Material provided >>

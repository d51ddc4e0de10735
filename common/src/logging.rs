// This Source Code Form is subject to the terms of the Mozilla Public
// License, v. 2.0. If a copy of the MPL was not distributed with this
// file, You can obtain one at https://mozilla.org/MPL/2.0/

//! Logger construction shared by all the daemons in this workspace.

use std::fs::OpenOptions;
use std::str::FromStr;

use anyhow::Context;
use slog::Drain;

/// The structure of the emitted log records.
#[derive(Clone, Copy, Debug, Eq, PartialEq)]
pub enum LogFormat {
    /// Unstructured, human-friendly output for a terminal.
    Human,
    /// Bunyan-style JSON, one record per line.
    Json,
}

impl FromStr for LogFormat {
    type Err = anyhow::Error;

    fn from_str(s: &str) -> Result<Self, Self::Err> {
        match s.to_lowercase().as_str() {
            "human" => Ok(LogFormat::Human),
            "json" => Ok(LogFormat::Json),
            _ => Err(anyhow::anyhow!("invalid log format: {s}")),
        }
    }
}

fn async_root<D>(drain: D, name: &str) -> slog::Logger
where
    D: Drain<Ok = (), Err = slog::Never> + Send + 'static,
{
    let drain = slog_async::Async::new(drain)
        .chan_size(0x2000)
        .build()
        .fuse();
    slog::Logger::root(drain, slog::o!("daemon" => name.to_string()))
}

/// Build the process-wide root logger, writing to `log_file` if one is
/// given and stdout otherwise.
pub fn init(
    name: &str,
    log_file: &Option<String>,
    log_format: LogFormat,
) -> anyhow::Result<slog::Logger> {
    let name: &'static str = Box::leak(name.to_string().into_boxed_str());
    match log_file {
        Some(path) => {
            let file = OpenOptions::new()
                .create(true)
                .append(true)
                .open(path)
                .with_context(|| format!("opening log file {path}"))?;
            match log_format {
                LogFormat::Human => {
                    let decorator = slog_term::PlainDecorator::new(file);
                    let drain =
                        slog_term::FullFormat::new(decorator).build().fuse();
                    Ok(async_root(drain, &name))
                }
                LogFormat::Json => {
                    let drain = slog_bunyan::with_name(&name, file)
                        .build()
                        .fuse();
                    Ok(async_root(drain, &name))
                }
            }
        }
        None => match log_format {
            LogFormat::Human => {
                let decorator = slog_term::TermDecorator::new().build();
                let drain =
                    slog_term::FullFormat::new(decorator).build().fuse();
                Ok(async_root(drain, &name))
            }
            LogFormat::Json => {
                let drain =
                    slog_bunyan::with_name(&name, std::io::stdout())
                        .build()
                        .fuse();
                Ok(async_root(drain, &name))
            }
        },
    }
}

#[cfg(test)]
mod tests {
    use super::*;

    #[test]
    fn test_format_parse() {
        assert_eq!("human".parse::<LogFormat>().unwrap(), LogFormat::Human);
        assert_eq!("JSON".parse::<LogFormat>().unwrap(), LogFormat::Json);
        assert!("xml".parse::<LogFormat>().is_err());
    }
}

Exercise objective >>
For the string "OpenOptions", search the preceding data and copy every line that includes it.

Task response >>
use std::fs::OpenOptions;
            let file = OpenOptions::new()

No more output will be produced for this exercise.